▶ Your objective:
Lines in the data below that contain the word "FileLocalCache" are to be copied.
---- The records
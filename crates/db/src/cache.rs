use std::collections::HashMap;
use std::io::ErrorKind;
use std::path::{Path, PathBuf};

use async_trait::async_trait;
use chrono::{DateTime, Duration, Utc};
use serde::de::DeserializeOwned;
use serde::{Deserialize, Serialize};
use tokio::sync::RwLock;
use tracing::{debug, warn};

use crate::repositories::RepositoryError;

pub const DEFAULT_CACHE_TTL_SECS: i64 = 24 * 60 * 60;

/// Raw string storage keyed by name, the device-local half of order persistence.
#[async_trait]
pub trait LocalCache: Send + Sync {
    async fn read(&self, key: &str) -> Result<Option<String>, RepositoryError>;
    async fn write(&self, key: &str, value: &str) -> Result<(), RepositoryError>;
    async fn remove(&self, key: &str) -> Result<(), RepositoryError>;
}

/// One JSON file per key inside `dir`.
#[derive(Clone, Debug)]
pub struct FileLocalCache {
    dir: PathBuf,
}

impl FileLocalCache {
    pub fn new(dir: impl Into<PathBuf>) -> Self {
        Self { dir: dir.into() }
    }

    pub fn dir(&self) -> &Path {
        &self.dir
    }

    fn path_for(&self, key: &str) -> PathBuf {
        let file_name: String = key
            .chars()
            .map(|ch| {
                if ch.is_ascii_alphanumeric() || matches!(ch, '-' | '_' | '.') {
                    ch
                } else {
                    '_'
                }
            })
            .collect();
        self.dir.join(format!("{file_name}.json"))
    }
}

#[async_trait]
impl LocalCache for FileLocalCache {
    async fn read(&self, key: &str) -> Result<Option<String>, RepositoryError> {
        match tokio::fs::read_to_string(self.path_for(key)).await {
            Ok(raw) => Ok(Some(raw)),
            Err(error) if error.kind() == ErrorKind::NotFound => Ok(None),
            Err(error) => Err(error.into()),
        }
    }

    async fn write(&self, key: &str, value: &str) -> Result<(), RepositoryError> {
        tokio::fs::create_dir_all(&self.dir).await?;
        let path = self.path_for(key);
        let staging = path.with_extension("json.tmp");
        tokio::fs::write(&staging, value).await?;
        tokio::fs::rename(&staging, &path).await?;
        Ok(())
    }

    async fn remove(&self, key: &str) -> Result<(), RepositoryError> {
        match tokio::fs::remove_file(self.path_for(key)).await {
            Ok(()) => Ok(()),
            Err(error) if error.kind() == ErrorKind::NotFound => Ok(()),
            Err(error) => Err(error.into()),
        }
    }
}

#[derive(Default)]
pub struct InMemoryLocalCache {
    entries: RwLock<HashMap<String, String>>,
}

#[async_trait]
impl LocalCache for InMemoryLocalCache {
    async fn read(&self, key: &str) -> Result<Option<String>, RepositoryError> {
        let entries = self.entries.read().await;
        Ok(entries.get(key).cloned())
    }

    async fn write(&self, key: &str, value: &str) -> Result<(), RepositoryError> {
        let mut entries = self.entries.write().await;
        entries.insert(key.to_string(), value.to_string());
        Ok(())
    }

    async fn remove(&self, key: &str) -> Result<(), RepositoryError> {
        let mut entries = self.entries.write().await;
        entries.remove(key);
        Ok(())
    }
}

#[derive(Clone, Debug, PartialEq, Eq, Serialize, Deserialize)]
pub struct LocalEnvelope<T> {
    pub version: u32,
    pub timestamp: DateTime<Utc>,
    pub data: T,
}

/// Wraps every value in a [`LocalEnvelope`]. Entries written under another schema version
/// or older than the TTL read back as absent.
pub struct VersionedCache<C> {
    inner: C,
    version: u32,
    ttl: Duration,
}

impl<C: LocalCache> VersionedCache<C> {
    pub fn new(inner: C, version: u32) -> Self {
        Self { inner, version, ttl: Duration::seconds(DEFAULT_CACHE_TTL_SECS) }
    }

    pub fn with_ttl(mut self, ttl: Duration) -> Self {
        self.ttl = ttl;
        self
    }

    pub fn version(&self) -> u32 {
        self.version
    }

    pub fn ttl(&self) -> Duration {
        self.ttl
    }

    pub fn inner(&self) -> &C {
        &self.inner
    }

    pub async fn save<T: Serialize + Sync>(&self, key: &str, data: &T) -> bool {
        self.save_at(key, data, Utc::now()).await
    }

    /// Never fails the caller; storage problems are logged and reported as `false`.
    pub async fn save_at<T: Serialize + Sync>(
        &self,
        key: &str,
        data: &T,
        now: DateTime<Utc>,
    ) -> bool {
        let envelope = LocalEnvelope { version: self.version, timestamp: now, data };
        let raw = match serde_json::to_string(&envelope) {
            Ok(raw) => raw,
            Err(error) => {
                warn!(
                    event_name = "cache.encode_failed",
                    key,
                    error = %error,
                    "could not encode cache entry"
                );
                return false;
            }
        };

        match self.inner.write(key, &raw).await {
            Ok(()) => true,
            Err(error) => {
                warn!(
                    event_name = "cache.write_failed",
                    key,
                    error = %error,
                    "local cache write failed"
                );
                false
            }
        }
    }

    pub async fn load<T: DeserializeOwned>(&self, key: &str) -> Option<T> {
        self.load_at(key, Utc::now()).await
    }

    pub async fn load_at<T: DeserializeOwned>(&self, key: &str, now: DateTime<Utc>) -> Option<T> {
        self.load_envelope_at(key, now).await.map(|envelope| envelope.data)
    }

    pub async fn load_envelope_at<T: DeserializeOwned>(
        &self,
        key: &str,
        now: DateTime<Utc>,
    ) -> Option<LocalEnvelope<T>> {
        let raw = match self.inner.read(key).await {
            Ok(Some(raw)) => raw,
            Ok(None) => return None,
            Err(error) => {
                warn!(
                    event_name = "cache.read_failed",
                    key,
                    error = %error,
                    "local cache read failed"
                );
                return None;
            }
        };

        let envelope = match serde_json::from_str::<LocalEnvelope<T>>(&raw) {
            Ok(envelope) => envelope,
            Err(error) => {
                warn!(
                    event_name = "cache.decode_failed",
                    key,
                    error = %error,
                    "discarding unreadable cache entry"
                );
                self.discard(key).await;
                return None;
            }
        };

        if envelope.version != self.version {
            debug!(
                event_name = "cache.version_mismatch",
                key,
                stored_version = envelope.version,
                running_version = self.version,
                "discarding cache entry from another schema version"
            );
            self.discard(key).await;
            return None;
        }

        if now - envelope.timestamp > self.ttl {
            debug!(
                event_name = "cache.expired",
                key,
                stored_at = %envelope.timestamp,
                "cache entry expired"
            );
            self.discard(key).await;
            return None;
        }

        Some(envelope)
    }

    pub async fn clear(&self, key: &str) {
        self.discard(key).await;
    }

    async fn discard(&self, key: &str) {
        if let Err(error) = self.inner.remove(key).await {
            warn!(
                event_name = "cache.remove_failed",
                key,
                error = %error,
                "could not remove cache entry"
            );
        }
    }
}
--------
▶ Expected answer:
pub struct FileLocalCache {
impl FileLocalCache {
impl LocalCache for FileLocalCache {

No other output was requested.